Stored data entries
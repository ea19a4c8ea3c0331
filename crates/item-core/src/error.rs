//! # Error Types
//!
//! Contract violations raised by item-core.
//!
//! ## Error Hierarchy
//! ```text
//! ┌─────────────────────────────────────────────────────────────────────────┐
//! │                         Error Types                                     │
//! │                                                                         │
//! │  Validation failures (validation::errors)                              │
//! │  └── ValidationError  - DATA, appended to an Errors collector          │
//! │                                                                         │
//! │  item-core errors (this file)                                          │
//! │  └── CoreError        - Caller broke the contract                      │
//! │      ├── UnsupportedType  (collector bound to another object)         │
//! │      ├── InvalidPolicy    (inconsistent thresholds)                   │
//! │      └── UnknownCodeFormat (not prefix / postfix)                      │
//! │                                                                         │
//! │  item-check errors (app crate)                                         │
//! │  ├── ConfigError      - Config file / env failures                     │
//! │  └── InputError       - Documents that are not items                   │
//! └─────────────────────────────────────────────────────────────────────────┘
//! ```
//!
//! A rejected price is never a `CoreError`. It is recorded in the collector
//! and the call still returns `Ok(())`.

use thiserror::Error;

/// Errors caused by misuse of the validation API.
#[derive(Debug, Error, PartialEq, Eq)]
pub enum CoreError {
    /// A validator was handed a collector bound to an object it does not
    /// support.
    ///
    /// ## When This Occurs
    /// ```text
    /// let mut errors = Errors::new("order");
    /// ItemValidator::new().validate(&item, &mut errors)
    ///      │
    ///      ▼
    /// UnsupportedType { object_name: "order", validator: "ItemValidator" }
    ///      │
    ///      ▼
    /// Nothing appended to `errors`
    /// ```
    #[error("{validator} does not support object '{object_name}'")]
    UnsupportedType {
        object_name: String,
        validator: &'static str,
    },

    /// Policy thresholds contradict each other.
    #[error("Invalid item policy: {0}")]
    InvalidPolicy(String),

    /// Unknown message code format name.
    #[error("Unknown code format: '{0}'. Valid options: prefix, postfix")]
    UnknownCodeFormat(String),
}

/// Convenience type alias for Results with CoreError.
pub type CoreResult<T> = Result<T, CoreError>;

EXERCISE BRIEF: Return the data above in full. Keep every line exactly as it is.

TASK SOLUTION:
repository ea19a4c8ea3c0331
filename crates/item-core/src/error.rs
//! # Error Types
//!
//! Contract violations raised by item-core.
//!
//! ## Error Hierarchy
//! ```text
//! ┌─────────────────────────────────────────────────────────────────────────┐
//! │                         Error Types                                     │
//! │                                                                         │
//! │  Validation failures (validation::errors)                              │
//! │  └── ValidationError  - DATA, appended to an Errors collector          │
//! │                                                                         │
//! │  item-core errors (this file)                                          │
//! │  └── CoreError        - Caller broke the contract                      │
//! │      ├── UnsupportedType  (collector bound to another object)         │
//! │      ├── InvalidPolicy    (inconsistent thresholds)                   │
//! │      └── UnknownCodeFormat (not prefix / postfix)                      │
//! │                                                                         │
//! │  item-check errors (app crate)                                         │
//! │  ├── ConfigError      - Config file / env failures                     │
//! │  └── InputError       - Documents that are not items                   │
//! └─────────────────────────────────────────────────────────────────────────┘
//! ```
//!
//! A rejected price is never a `CoreError`. It is recorded in the collector
//! and the call still returns `Ok(())`.

use thiserror::Error;

/// Errors caused by misuse of the validation API.
#[derive(Debug, Error, PartialEq, Eq)]
pub enum CoreError {
    /// A validator was handed a collector bound to an object it does not
    /// support.
    ///
    /// ## When This Occurs
    /// ```text
    /// let mut errors = Errors::new("order");
    /// ItemValidator::new().validate(&item, &mut errors)
    ///      │
    ///      ▼
    /// UnsupportedType { object_name: "order", validator: "ItemValidator" }
    ///      │
    ///      ▼
    /// Nothing appended to `errors`
    /// ```
    #[error("{validator} does not support object '{object_name}'")]
    UnsupportedType {
        object_name: String,
        validator: &'static str,
    },

    /// Policy thresholds contradict each other.
    #[error("Invalid item policy: {0}")]
    InvalidPolicy(String),

    /// Unknown message code format name.
    #[error("Unknown code format: '{0}'. Valid options: prefix, postfix")]
    UnknownCodeFormat(String),
}

/// Convenience type alias for Results with CoreError.
pub type CoreResult<T> = Result<T, CoreError>;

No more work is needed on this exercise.